## What to do
Output range, inclusive: from the line containing "fully populated user" to the line containing "A login response". Restate those lines from the data below word for word and only those.

## Data for analysis
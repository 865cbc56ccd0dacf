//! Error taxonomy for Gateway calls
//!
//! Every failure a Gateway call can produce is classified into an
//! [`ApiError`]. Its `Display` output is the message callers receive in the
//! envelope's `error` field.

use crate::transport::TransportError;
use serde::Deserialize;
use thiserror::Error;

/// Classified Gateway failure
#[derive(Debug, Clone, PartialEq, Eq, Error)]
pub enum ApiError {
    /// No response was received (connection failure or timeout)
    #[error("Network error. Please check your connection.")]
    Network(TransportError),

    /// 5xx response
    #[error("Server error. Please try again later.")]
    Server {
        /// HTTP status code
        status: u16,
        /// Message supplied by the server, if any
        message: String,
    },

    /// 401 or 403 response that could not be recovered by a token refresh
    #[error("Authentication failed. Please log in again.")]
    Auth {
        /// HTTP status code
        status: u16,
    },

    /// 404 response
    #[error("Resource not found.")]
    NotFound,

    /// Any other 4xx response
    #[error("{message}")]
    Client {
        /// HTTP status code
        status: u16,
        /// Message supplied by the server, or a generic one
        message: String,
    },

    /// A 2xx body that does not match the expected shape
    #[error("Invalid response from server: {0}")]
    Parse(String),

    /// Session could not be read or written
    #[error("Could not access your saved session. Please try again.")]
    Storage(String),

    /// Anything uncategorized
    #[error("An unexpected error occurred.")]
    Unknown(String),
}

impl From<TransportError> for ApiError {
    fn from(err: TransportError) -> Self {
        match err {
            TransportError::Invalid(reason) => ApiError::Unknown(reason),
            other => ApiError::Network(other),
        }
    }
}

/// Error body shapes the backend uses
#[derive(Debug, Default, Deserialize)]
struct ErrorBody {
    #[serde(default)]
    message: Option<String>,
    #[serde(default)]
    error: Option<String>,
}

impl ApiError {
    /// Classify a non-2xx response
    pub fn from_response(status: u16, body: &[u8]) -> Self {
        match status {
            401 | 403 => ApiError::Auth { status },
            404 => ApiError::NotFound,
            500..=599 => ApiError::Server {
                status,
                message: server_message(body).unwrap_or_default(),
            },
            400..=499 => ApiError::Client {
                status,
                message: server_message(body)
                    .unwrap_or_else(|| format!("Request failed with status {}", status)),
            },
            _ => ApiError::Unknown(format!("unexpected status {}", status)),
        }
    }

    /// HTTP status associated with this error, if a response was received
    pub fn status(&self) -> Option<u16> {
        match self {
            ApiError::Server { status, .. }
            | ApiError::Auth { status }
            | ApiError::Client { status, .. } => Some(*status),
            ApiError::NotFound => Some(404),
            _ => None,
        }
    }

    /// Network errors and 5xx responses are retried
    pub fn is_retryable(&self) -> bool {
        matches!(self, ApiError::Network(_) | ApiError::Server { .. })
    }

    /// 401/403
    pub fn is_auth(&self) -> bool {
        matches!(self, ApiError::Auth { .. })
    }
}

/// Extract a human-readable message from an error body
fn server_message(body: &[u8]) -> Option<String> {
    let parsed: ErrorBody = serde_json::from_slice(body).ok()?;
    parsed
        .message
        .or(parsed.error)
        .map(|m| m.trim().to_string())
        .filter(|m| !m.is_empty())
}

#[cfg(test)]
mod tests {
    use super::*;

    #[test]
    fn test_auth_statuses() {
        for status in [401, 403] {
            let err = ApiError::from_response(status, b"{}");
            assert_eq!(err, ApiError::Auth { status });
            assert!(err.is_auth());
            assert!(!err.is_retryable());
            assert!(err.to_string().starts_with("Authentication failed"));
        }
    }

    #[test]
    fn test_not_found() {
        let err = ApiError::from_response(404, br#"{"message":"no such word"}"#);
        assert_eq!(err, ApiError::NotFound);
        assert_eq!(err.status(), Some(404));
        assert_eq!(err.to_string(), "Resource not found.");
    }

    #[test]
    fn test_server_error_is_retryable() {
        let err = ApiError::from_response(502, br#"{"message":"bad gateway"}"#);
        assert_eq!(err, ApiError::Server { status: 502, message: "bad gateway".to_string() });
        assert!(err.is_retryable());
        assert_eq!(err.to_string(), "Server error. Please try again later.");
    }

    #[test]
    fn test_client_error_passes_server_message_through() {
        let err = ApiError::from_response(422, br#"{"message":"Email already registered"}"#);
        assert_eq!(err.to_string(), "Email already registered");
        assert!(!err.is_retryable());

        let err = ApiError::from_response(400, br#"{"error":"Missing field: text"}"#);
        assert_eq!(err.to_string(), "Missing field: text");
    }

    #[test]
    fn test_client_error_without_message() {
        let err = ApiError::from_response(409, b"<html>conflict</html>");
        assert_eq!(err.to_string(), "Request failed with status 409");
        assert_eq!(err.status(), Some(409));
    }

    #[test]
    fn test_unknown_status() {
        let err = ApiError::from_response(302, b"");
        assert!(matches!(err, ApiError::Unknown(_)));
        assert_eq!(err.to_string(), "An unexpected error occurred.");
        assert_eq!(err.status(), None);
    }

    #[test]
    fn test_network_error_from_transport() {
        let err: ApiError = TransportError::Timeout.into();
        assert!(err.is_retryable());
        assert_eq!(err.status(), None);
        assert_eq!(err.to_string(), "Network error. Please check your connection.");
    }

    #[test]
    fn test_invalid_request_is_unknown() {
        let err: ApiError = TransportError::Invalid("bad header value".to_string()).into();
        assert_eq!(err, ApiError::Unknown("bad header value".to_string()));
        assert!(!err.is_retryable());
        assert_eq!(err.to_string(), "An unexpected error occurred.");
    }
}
--
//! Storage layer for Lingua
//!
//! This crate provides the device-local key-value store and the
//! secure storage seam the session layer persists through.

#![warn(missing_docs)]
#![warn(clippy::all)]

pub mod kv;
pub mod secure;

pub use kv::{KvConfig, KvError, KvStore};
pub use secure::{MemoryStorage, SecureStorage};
--
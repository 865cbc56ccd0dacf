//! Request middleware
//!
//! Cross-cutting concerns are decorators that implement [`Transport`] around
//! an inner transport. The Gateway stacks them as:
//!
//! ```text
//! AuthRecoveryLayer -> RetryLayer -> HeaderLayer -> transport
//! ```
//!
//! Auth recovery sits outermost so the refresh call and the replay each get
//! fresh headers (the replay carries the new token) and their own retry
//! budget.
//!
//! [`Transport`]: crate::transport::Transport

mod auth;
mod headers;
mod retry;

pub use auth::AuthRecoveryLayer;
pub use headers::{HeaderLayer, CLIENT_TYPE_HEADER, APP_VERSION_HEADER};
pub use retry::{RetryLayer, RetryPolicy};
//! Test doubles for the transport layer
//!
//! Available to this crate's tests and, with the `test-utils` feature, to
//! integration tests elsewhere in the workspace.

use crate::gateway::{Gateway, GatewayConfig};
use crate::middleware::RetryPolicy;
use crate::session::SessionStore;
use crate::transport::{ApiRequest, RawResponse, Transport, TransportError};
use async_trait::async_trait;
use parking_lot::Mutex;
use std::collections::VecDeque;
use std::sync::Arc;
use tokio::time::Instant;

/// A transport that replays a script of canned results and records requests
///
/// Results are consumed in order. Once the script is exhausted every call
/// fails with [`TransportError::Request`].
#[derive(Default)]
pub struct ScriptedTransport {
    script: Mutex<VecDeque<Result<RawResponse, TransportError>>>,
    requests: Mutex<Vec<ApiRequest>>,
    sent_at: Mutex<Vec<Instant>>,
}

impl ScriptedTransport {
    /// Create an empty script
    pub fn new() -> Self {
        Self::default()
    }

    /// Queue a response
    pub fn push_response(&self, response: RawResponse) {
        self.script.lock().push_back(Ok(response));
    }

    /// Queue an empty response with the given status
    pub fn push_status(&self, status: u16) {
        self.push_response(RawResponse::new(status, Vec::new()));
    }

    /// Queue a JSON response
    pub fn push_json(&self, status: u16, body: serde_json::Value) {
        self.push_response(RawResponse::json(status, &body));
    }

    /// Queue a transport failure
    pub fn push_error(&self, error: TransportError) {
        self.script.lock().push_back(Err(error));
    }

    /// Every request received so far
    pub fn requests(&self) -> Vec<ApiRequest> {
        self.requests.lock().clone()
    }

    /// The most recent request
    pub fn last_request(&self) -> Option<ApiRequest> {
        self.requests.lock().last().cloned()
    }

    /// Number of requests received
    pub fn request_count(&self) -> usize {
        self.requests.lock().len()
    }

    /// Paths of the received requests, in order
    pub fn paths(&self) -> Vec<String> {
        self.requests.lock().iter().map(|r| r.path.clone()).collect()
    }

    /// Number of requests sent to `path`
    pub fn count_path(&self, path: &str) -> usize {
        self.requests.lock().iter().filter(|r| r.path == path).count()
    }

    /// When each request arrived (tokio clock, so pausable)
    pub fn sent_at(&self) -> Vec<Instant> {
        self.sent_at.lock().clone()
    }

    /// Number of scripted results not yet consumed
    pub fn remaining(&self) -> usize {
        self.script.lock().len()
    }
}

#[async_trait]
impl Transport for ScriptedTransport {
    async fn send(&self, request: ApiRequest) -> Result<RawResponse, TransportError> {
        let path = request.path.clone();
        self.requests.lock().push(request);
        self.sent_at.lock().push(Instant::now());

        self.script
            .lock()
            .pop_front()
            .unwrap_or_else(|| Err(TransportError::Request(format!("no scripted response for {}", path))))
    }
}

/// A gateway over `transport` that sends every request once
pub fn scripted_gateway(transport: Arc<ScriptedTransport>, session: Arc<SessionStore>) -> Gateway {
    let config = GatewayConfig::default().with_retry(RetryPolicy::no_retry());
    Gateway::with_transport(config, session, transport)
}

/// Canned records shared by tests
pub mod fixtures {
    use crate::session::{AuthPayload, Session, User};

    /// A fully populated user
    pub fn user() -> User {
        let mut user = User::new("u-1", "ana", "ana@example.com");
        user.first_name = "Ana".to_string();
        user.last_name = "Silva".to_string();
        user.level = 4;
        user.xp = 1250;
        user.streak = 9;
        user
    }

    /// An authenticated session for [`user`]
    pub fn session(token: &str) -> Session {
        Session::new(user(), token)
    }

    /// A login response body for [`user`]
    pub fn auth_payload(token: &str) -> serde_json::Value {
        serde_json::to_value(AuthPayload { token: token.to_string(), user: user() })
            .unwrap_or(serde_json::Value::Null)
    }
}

## Answer for this exercise
    /// A fully populated user
    pub fn user() -> User {
        let mut user = User::new("u-1", "ana", "ana@example.com");
        user.first_name = "Ana".to_string();
        user.last_name = "Silva".to_string();
        user.level = 4;
        user.xp = 1250;
        user.streak = 9;
        user
    }

    /// An authenticated session for [`user`]
    pub fn session(token: &str) -> Session {
        Session::new(user(), token)
    }

    /// A login response body for [`user`]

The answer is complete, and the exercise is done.